▶ PROBLEM TO SOLVE: When you reach the line that contains "dirs::config_dir()" in the data below, start reproducing lines exactly, and stop after the line that contains "configuration to file".

*** MATERIAL PROVIDED Section Begins ***

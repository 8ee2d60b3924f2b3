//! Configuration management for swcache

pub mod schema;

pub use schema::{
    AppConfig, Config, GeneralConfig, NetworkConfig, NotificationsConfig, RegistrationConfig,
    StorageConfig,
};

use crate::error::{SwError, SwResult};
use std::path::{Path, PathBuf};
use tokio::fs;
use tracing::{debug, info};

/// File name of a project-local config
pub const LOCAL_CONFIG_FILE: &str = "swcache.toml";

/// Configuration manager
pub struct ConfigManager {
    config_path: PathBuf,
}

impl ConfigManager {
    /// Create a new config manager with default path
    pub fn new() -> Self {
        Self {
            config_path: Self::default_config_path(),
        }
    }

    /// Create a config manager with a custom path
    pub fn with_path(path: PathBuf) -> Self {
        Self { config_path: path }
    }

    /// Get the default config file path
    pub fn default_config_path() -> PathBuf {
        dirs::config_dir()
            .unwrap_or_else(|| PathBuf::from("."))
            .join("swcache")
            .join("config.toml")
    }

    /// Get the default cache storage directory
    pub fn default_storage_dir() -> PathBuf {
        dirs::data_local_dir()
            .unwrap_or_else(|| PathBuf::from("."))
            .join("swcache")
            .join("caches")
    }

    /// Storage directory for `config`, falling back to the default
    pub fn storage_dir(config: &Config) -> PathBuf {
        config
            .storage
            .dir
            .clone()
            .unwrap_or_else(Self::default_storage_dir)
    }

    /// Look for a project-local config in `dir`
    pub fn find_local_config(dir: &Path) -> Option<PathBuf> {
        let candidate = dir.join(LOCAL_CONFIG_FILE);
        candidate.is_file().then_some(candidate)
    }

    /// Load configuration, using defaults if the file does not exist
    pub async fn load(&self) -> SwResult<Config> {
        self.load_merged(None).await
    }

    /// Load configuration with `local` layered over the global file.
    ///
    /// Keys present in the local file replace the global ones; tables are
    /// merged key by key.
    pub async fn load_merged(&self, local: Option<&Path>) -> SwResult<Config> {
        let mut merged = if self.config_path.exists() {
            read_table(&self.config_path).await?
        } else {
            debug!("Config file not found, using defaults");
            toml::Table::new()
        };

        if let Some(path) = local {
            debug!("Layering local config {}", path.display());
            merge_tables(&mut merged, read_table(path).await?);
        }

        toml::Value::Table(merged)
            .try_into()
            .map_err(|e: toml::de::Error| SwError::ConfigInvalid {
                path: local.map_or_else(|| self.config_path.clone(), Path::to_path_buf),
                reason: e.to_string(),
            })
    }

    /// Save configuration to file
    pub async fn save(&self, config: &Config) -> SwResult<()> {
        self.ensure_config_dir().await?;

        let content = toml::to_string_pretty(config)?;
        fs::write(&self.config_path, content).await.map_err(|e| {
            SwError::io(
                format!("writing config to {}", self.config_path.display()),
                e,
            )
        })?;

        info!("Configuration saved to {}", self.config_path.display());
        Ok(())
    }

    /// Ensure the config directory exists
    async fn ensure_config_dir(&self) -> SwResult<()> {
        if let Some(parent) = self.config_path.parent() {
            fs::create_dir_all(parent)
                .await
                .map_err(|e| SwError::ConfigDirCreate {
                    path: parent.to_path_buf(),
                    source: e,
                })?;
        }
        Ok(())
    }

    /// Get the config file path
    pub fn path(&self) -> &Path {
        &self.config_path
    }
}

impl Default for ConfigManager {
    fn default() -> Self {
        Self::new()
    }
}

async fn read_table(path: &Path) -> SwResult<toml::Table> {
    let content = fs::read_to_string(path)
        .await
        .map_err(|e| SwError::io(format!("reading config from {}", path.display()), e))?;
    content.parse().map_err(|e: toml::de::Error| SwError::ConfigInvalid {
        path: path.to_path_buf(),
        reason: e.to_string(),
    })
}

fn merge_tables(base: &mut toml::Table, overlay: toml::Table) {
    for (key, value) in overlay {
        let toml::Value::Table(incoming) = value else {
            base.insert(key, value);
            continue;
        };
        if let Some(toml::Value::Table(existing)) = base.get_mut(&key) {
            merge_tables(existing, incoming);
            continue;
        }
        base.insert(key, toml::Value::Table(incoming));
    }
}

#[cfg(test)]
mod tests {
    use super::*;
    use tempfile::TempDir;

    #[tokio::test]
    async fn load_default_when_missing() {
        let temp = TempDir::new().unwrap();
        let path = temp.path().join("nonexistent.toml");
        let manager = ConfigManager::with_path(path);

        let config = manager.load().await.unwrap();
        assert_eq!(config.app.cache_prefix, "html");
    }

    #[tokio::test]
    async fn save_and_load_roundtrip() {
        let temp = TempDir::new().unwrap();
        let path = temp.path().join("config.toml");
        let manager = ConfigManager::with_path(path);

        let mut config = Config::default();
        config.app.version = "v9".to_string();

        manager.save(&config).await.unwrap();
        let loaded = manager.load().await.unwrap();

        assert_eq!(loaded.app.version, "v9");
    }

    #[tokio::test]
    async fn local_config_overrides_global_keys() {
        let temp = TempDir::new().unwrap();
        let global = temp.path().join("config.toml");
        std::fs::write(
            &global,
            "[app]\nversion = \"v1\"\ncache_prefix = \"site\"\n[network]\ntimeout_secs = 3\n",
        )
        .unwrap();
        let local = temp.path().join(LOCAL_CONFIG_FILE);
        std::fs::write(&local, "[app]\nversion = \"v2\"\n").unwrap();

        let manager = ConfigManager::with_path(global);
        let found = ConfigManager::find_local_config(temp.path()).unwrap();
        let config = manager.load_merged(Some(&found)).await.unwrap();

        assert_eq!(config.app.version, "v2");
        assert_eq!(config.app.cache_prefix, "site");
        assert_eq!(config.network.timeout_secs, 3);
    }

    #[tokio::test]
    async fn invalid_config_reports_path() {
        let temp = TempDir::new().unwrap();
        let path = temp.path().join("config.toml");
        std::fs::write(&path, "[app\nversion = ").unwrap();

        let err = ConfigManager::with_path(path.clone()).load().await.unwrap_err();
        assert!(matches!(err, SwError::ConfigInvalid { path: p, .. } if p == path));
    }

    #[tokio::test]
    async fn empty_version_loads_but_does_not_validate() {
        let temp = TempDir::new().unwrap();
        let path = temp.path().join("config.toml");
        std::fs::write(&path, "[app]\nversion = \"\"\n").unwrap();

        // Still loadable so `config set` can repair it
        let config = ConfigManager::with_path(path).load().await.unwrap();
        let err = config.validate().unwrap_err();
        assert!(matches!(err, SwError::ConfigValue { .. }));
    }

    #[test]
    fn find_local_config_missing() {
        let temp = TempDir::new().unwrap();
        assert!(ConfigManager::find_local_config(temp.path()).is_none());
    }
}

*** MATERIAL PROVIDED Section Ends ***

▶ EXERCISE RESPONSE:
        dirs::config_dir()
            .unwrap_or_else(|| PathBuf::from("."))
            .join("swcache")
            .join("config.toml")
    }

    /// Get the default cache storage directory
    pub fn default_storage_dir() -> PathBuf {
        dirs::data_local_dir()
            .unwrap_or_else(|| PathBuf::from("."))
            .join("swcache")
            .join("caches")
    }

    /// Storage directory for `config`, falling back to the default
    pub fn storage_dir(config: &Config) -> PathBuf {
        config
            .storage
            .dir
            .clone()
            .unwrap_or_else(Self::default_storage_dir)
    }

    /// Look for a project-local config in `dir`
    pub fn find_local_config(dir: &Path) -> Option<PathBuf> {
        let candidate = dir.join(LOCAL_CONFIG_FILE);
        candidate.is_file().then_some(candidate)
    }

    /// Load configuration, using defaults if the file does not exist
    pub async fn load(&self) -> SwResult<Config> {
        self.load_merged(None).await
    }

    /// Load configuration with `local` layered over the global file.
    ///
    /// Keys present in the local file replace the global ones; tables are
    /// merged key by key.
    pub async fn load_merged(&self, local: Option<&Path>) -> SwResult<Config> {
        let mut merged = if self.config_path.exists() {
            read_table(&self.config_path).await?
        } else {
            debug!("Config file not found, using defaults");
            toml::Table::new()
        };

        if let Some(path) = local {
            debug!("Layering local config {}", path.display());
            merge_tables(&mut merged, read_table(path).await?);
        }

        toml::Value::Table(merged)
            .try_into()
            .map_err(|e: toml::de::Error| SwError::ConfigInvalid {
                path: local.map_or_else(|| self.config_path.clone(), Path::to_path_buf),
                reason: e.to_string(),
            })
    }

    /// Save configuration to file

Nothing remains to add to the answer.